I write because it is my crusade against impermanence. Therefore, I must accept my love-hate relationship with this undertaking for moments are fleeting.

Kafka wrote, “In a fight between you and the world, back the world.”

Well, here I am: with my words I will back the world for there is beauty despite the pain.


It is 4:oo p.m. in Budapest and I must find my mother who has been patiently waiting for me to finish writing.


It is a Sunday that holds stillness of stones that stand the test of time.

If you are still long enough, you can’t doubt what you are meant to do.


~a.q.s.

5 responses to “Still Sundays”

  1. loripop326 says:

    to be fair, sweet annie, i have to be ‘in the mood’ to read your work, too. that mood being one of inner quiet where i can let the words fall upon me and arrange themselves as they wish; some falling away, others sinking deep.
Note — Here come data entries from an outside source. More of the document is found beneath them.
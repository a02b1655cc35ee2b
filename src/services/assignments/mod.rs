pub mod create;
pub mod delete;
pub mod detail;
pub mod list;
pub mod submission;
pub mod submit;
pub mod update;

use actix_web::{HttpRequest, HttpResponse, Result as ActixResult};
use std::collections::HashSet;
use std::sync::Arc;

use crate::errors::Result;
use crate::lifecycle::Caller;
use crate::middlewares::RequireJWT;
use crate::models::{
    ApiResponse, ErrorCode,
    assignments::{
        entities::{Assignment, Submission},
        requests::{
            CreateAssignmentRequest, SubmitAnswerRequest, TeacherAssignmentParams,
            UpdateAssignmentRequest,
        },
        responses::{AssignmentDetail, SubmissionDetail},
    },
};
use crate::storage::Storage;

pub struct AssignmentService {
    storage: Option<Arc<dyn Storage>>,
}

impl AssignmentService {
    pub fn new_lazy() -> Self {
        Self { storage: None }
    }

    pub(crate) fn get_storage(&self, request: &HttpRequest) -> ActixResult<Arc<dyn Storage>> {
        match &self.storage {
            Some(storage) => Ok(storage.clone()),
            None => super::storage_from_request(request),
        }
    }

    // 创建作业
    pub async fn create_assignment(
        &self,
        request: &HttpRequest,
        body: CreateAssignmentRequest,
    ) -> ActixResult<HttpResponse> {
        create::handle_create_assignment(self, request, body).await
    }

    // 教师作业列表
    pub async fn list_teacher_assignments(
        &self,
        request: &HttpRequest,
        params: TeacherAssignmentParams,
    ) -> ActixResult<HttpResponse> {
        list::handle_list_teacher_assignments(self, request, params).await
    }

    // 学生作业列表
    pub async fn list_student_assignments(
        &self,
        request: &HttpRequest,
    ) -> ActixResult<HttpResponse> {
        list::handle_list_student_assignments(self, request).await
    }

    // 作业详情
    pub async fn get_assignment(
        &self,
        request: &HttpRequest,
        assignment_id: i64,
    ) -> ActixResult<HttpResponse> {
        detail::handle_get_assignment(self, request, assignment_id).await
    }

    // 更新作业
    pub async fn update_assignment(
        &self,
        request: &HttpRequest,
        assignment_id: i64,
        body: UpdateAssignmentRequest,
    ) -> ActixResult<HttpResponse> {
        update::handle_update_assignment(self, request, assignment_id, body).await
    }

    // 删除作业
    pub async fn delete_assignment(
        &self,
        request: &HttpRequest,
        assignment_id: i64,
    ) -> ActixResult<HttpResponse> {
        delete::handle_delete_assignment(self, request, assignment_id).await
    }

    // 提交答案
    pub async fn submit_answer(
        &self,
        request: &HttpRequest,
        assignment_id: i64,
        body: SubmitAnswerRequest,
    ) -> ActixResult<HttpResponse> {
        submit::handle_submit_answer(self, request, assignment_id, body).await
    }

    // 查看自己的提交
    pub async fn get_own_submission(
        &self,
        request: &HttpRequest,
        assignment_id: i64,
    ) -> ActixResult<HttpResponse> {
        submission::handle_get_own_submission(self, request, assignment_id).await
    }
}

/// 取出 RequireJWT 写入的调用方，缺失时返回 401 响应
pub(crate) fn caller_or_unauthorized(request: &HttpRequest) -> std::result::Result<Caller, HttpResponse> {
    RequireJWT::extract_caller(request).ok_or_else(|| {
        HttpResponse::Unauthorized().json(ApiResponse::error_empty(
            ErrorCode::Unauthorized,
            "Unauthorized access, please login",
        ))
    })
}

// 作业引用到的全部用户（教师 + 提交学生），去重
fn referenced_user_ids(assignments: &[Assignment]) -> Vec<i64> {
    assignments
        .iter()
        .flat_map(|a| {
            std::iter::once(a.teacher_id).chain(a.submissions.iter().map(|s| s.student_id))
        })
        .collect::<HashSet<_>>()
        .into_iter()
        .collect()
}

/// 批量展开教师与提交学生的用户信息
pub(crate) async fn populate_assignments(
    storage: &Arc<dyn Storage>,
    assignments: Vec<Assignment>,
) -> Result<Vec<AssignmentDetail>> {
    let users = storage
        .get_user_briefs(&referenced_user_ids(&assignments))
        .await?;

    Ok(assignments
        .into_iter()
        .map(|a| AssignmentDetail::from_assignment(a, &users))
        .collect())
}

pub(crate) async fn populate_assignment(
    storage: &Arc<dyn Storage>,
    assignment: Assignment,
) -> Result<AssignmentDetail> {
    let users = storage
        .get_user_briefs(&referenced_user_ids(std::slice::from_ref(&assignment)))
        .await?;
    Ok(AssignmentDetail::from_assignment(assignment, &users))
}

pub(crate) async fn populate_submission(
    storage: &Arc<dyn Storage>,
    submission: Submission,
) -> Result<SubmissionDetail> {
    let users = storage.get_user_briefs(&[submission.student_id]).await?;
    Ok(SubmissionDetail::from_submission(submission, &users))
}
pub mod shutdown;
pub mod startup;
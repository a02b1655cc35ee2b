use actix_web::{HttpRequest, HttpResponse, Result as ActixResult};

use crate::lifecycle::AssignmentLifecycle;
use crate::models::{
    ApiResponse,
    assignments::{requests::TeacherAssignmentParams, responses::AssignmentListResponse},
};
use crate::services::error_response;

use super::{AssignmentService, caller_or_unauthorized, populate_assignments};

pub async fn handle_list_teacher_assignments(
    service: &AssignmentService,
    request: &HttpRequest,
    params: TeacherAssignmentParams,
) -> ActixResult<HttpResponse> {
    let caller = match caller_or_unauthorized(request) {
        Ok(caller) => caller,
        Err(response) => return Ok(response),
    };
    let storage = service.get_storage(request)?;
    let lifecycle = AssignmentLifecycle::new(storage.clone());

    let result = async {
        let assignments = lifecycle.list_for_teacher(&caller, params.status).await?;
        populate_assignments(&storage, assignments).await
    }
    .await;

    match result {
        Ok(items) => Ok(HttpResponse::Ok().json(ApiResponse::success(
            AssignmentListResponse { items },
            "Assignments retrieved successfully",
        ))),
        Err(e) => Ok(error_response(&e)),
    }
}

pub async fn handle_list_student_assignments(
    service: &AssignmentService,
    request: &HttpRequest,
) -> ActixResult<HttpResponse> {
    let caller = match caller_or_unauthorized(request) {
        Ok(caller) => caller,
        Err(response) => return Ok(response),
    };
    let storage = service.get_storage(request)?;
    let lifecycle = AssignmentLifecycle::new(storage.clone());

    let result = async {
        let assignments = lifecycle.list_published_for_student(&caller).await?;
        populate_assignments(&storage, assignments).await
    }
    .await;

    match result {
        Ok(items) => Ok(HttpResponse::Ok().json(ApiResponse::success(
            AssignmentListResponse { items },
            "Assignments retrieved successfully",
        ))),
        Err(e) => Ok(error_response(&e)),
    }
}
    to give your posts any less wouldn’t feel right.

    and once again, the words that have gotten within me, shall remain.

  2. Michael says:

    Love this: “I only had one story to tell. But it’s as if each story, when near completion, decides to whisper to the grapevine of Life, resurrecting other stories that I am responsible for sharing.

    Stories want to be monuments not ghosts.”

    Love it unspeakably. Trying to live a creative life is (for me), without a doubt, as humbling as it gets. I think I get why you are so protective of that concept; the weight of that responsibility. You’ve said it in a beautiful way.

    Thank you.

  3. I find that Annie’s words put me into a mood, rather than my being in one before coming here.
    I always leave this space feeling less lonely, and with a lingering feeling of understanding which I try to hold on to for as long as I can.
    @loripop326

  4. “I write because it is my crusade against impermanence.” wow…

  5. Ah Annie,

    This Still Sunday post touches places I wasn’t aware needed caressing. I just watch “Stranger than Fiction” (2006). The film dovetails nicely into my fluid experience of your words. These words of yours mix with the paint that finds its way onto the ends of my brushes, and then onto the canvas.